How many lines in this material include the string "static"? Answer with the number and nothing further.

**DATA FOR THE TASK**:
····················
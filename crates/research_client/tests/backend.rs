mod common;

use std::sync::Arc;

use pretty_assertions::assert_eq;
use research_client::research_core::{JobStatus, ResearchRequest};
use research_client::{
    Backend, BackendSettings, BearerSource, EndpointSet, ErrorKind, HttpBackend, PdfDocument,
};
use url::Url;
use wiremock::matchers::{body_string, header, method, path};
use wiremock::{Mock, MockServer, ResponseTemplate};

struct FixedBearer(Option<&'static str>);

#[async_trait::async_trait]
impl BearerSource for FixedBearer {
    async fn bearer_token(&self) -> Option<String> {
        self.0.map(ToOwned::to_owned)
    }
}

fn backend(urls: Vec<String>, bearer: Option<&'static str>, api_key: Option<&str>) -> HttpBackend {
    client_logging::initialize_for_tests();
    let endpoints =
        EndpointSet::new(urls.iter().map(|url| Url::parse(url).unwrap()).collect()).unwrap();
    let settings = BackendSettings {
        api_key: api_key.map(ToOwned::to_owned),
        ..BackendSettings::default()
    };
    HttpBackend::new(endpoints, settings, Arc::new(FixedBearer(bearer))).unwrap()
}

#[tokio::test]
async fn password_grant_is_form_encoded() {
    let server = MockServer::start().await;
    Mock::given(method("POST"))
        .and(path("/auth/token"))
        .and(header("content-type", "application/x-www-form-urlencoded"))
        .and(body_string("username=ada%40example.com&password=p%26ss+word"))
        .respond_with(
            ResponseTemplate::new(200)
                .set_body_json(serde_json::json!({"access_token": "tok", "token_type": "bearer"})),
        )
        .expect(1)
        .mount(&server)
        .await;

    let grant = backend(vec![server.uri()], None, None)
        .password_grant("ada@example.com", "p&ss word")
        .await
        .unwrap();
    assert_eq!(grant.access_token, "tok");
}

#[tokio::test]
async fn authenticated_calls_carry_bearer_and_api_key() {
    let server = MockServer::start().await;
    Mock::given(method("GET"))
        .and(path("/research/r1/status"))
        .and(header("authorization", "Bearer tok-9"))
        .and(header("apikey", "anon-key"))
        .respond_with(
            ResponseTemplate::new(200).set_body_json(serde_json::json!({"status": "processing"})),
        )
        .expect(1)
        .mount(&server)
        .await;

    let status = backend(vec![server.uri()], Some("tok-9"), Some("anon-key"))
        .research_status("r1")
        .await
        .unwrap();
    assert_eq!(status, JobStatus::InProgress);
}

#[tokio::test]
async fn backend_detail_becomes_the_message() {
    let server = MockServer::start().await;
    Mock::given(method("POST"))
        .and(path("/auth/token"))
        .respond_with(
            ResponseTemplate::new(401)
                .set_body_json(serde_json::json!({"detail": "Incorrect email or password"})),
        )
        .mount(&server)
        .await;

    let err = backend(vec![server.uri()], None, None)
        .password_grant("ada@example.com", "wrong")
        .await
        .unwrap_err();
    assert_eq!(err.kind, ErrorKind::AuthenticationFailed);
    assert_eq!(err.message, "Incorrect email or password");
}

#[tokio::test]
async fn validation_errors_list_fields() {
    let server = MockServer::start().await;
    Mock::given(method("POST"))
        .and(path("/research"))
        .respond_with(ResponseTemplate::new(422).set_body_json(serde_json::json!({
            "detail": [{"loc": ["body", "topic"], "msg": "field required", "type": "value_error.missing"}]
        })))
        .mount(&server)
        .await;

    let err = backend(vec![server.uri()], Some("tok"), None)
        .start_research(&ResearchRequest {
            topic: "x".into(),
            additional_context: None,
        })
        .await
        .unwrap_err();
    assert_eq!(err.message, "field required");
    match err.kind {
        ErrorKind::Validation { fields } => {
            assert_eq!(fields.len(), 1);
            assert_eq!(fields[0].field, "topic");
        }
        other => panic!("unexpected kind {other:?}"),
    }
}

#[tokio::test]
async fn missing_report_uses_generic_fallback() {
    let server = MockServer::start().await;
    Mock::given(method("GET"))
        .and(path("/research/nope"))
        .respond_with(ResponseTemplate::new(404))
        .mount(&server)
        .await;

    let err = backend(vec![server.uri()], Some("tok"), None)
        .research_report("nope")
        .await
        .unwrap_err();
    assert_eq!(err.kind, ErrorKind::ResourceNotFound);
    assert_eq!(err.message, "Failed to load research. Please try again.");
}

#[tokio::test]
async fn unreachable_candidate_falls_through_to_next() {
    let server = MockServer::start().await;
    Mock::given(method("GET"))
        .and(path("/research/history"))
        .respond_with(
            ResponseTemplate::new(200).set_body_json(common::history_json(&["a", "b"])),
        )
        .expect(2)
        .mount(&server)
        .await;

    let backend = backend(
        vec!["http://127.0.0.1:9".to_string(), server.uri()],
        Some("tok"),
        None,
    );
    let history = backend.research_history().await.unwrap();
    assert_eq!(history.len(), 2);
    assert_eq!(
        backend.endpoints().preferred().as_str(),
        Url::parse(&server.uri()).unwrap().as_str()
    );

    // The answering candidate is tried first from now on.
    backend.research_history().await.unwrap();
}

#[tokio::test]
async fn exhausted_candidates_report_every_attempt() {
    let backend = backend(
        vec![
            "http://127.0.0.1:9".to_string(),
            "http://127.0.0.1:10".to_string(),
        ],
        None,
        None,
    );
    let err = backend.research_history().await.unwrap_err();
    assert!(err.is_transient());
    match err.kind {
        ErrorKind::EndpointsExhausted { attempts } => {
            let bases: Vec<_> = attempts.iter().map(|a| a.base.as_str()).collect();
            assert_eq!(bases, vec!["http://127.0.0.1:9/", "http://127.0.0.1:10/"]);
        }
        other => panic!("unexpected kind {other:?}"),
    }
}

#[tokio::test]
async fn http_errors_do_not_advance_candidates() {
    let first = MockServer::start().await;
    let second = MockServer::start().await;
    Mock::given(method("GET"))
        .and(path("/research/history"))
        .respond_with(ResponseTemplate::new(500))
        .expect(1)
        .mount(&first)
        .await;
    Mock::given(method("GET"))
        .respond_with(ResponseTemplate::new(200))
        .expect(0)
        .mount(&second)
        .await;

    let err = backend(vec![first.uri(), second.uri()], None, None)
        .research_history()
        .await
        .unwrap_err();
    assert_eq!(err.kind, ErrorKind::TransientFetch);
}

#[tokio::test]
async fn pdf_download_returns_raw_bytes() {
    let server = MockServer::start().await;
    let pdf = b"%PDF-1.4\n%\xe2\xe3\xcf\xd3\n1 0 obj\n".to_vec();
    Mock::given(method("GET"))
        .and(path("/research/r1/pdf"))
        .respond_with(ResponseTemplate::new(200).set_body_raw(pdf.clone(), "application/pdf"))
        .mount(&server)
        .await;
    Mock::given(method("GET"))
        .and(path("/research/r2/pdf"))
        .respond_with(ResponseTemplate::new(200).set_body_json(serde_json::json!({"id": "r2"})))
        .mount(&server)
        .await;

    let backend = backend(vec![server.uri()], Some("tok"), None);
    let document = backend.research_pdf("r1").await.unwrap();
    assert_eq!(document.bytes.as_ref(), pdf.as_slice());
    assert_eq!(document.content_type.as_deref(), Some("application/pdf"));
    assert_eq!(PdfDocument::suggested_filename("r1"), "Research_Report_r1.pdf");

    let err = backend.research_pdf("r2").await.unwrap_err();
    assert_eq!(err.kind, ErrorKind::Decode);
}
····················
**SOLUTION**: 2